» **Record set**:
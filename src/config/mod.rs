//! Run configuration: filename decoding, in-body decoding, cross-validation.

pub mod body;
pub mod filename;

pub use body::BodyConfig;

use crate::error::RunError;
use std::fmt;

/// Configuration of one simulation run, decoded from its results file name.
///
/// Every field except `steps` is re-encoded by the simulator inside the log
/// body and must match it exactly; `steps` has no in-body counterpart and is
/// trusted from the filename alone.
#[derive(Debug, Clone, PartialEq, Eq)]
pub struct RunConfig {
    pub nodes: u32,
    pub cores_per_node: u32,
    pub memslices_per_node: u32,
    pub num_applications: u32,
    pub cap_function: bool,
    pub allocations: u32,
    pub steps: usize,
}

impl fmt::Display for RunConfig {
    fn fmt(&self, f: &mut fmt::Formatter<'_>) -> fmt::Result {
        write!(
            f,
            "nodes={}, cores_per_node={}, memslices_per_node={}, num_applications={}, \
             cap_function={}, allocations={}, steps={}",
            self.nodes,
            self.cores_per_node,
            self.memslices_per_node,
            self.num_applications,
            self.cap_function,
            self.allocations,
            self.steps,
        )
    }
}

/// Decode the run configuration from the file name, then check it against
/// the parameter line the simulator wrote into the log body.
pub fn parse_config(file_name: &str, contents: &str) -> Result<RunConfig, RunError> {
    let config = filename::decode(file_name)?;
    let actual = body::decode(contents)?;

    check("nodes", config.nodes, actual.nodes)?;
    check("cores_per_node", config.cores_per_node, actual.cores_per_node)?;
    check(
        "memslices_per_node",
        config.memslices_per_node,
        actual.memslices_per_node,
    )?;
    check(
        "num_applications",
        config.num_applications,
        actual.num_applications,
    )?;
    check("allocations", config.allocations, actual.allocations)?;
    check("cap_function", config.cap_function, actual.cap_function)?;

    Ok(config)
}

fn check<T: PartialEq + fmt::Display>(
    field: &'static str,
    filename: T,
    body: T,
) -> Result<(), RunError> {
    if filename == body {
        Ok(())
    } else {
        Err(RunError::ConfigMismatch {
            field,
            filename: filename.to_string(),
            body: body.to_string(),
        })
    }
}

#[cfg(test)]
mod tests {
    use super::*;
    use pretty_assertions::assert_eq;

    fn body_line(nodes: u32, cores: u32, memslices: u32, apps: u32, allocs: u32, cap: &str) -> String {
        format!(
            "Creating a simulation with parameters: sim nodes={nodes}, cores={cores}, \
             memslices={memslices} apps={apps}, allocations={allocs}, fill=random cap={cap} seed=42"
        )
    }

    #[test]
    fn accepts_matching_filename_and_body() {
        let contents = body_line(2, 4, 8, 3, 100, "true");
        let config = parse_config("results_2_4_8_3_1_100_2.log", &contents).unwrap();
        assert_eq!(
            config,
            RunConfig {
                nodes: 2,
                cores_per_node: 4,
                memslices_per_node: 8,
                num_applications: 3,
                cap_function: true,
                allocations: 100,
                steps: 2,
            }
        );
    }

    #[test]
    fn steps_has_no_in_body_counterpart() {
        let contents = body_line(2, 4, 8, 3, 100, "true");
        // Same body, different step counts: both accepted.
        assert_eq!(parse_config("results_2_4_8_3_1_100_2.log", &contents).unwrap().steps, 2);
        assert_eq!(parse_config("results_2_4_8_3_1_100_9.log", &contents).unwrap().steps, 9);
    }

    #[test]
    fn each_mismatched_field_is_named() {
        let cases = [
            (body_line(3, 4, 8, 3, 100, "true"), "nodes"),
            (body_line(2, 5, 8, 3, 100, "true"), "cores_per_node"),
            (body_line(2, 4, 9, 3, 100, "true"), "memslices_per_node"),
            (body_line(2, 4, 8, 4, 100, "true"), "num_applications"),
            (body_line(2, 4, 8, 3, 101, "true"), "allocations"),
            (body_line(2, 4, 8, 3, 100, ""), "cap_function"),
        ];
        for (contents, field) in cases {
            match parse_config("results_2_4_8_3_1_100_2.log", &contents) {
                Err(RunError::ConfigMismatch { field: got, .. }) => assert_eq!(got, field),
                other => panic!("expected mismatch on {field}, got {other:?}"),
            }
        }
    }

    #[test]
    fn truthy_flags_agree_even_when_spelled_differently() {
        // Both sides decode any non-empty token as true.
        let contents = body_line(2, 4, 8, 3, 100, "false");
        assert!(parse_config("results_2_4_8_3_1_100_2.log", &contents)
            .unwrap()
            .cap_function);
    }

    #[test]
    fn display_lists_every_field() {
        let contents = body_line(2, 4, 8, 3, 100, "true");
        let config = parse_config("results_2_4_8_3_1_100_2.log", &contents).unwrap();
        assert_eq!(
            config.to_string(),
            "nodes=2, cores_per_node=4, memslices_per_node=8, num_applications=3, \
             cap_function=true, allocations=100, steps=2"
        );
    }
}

» **Assigned task**: I need every line of the material that includes "simulator", so please copy them out.

» **Your solution**:
/// Every field except `steps` is re-encoded by the simulator inside the log
/// the parameter line the simulator wrote into the log body.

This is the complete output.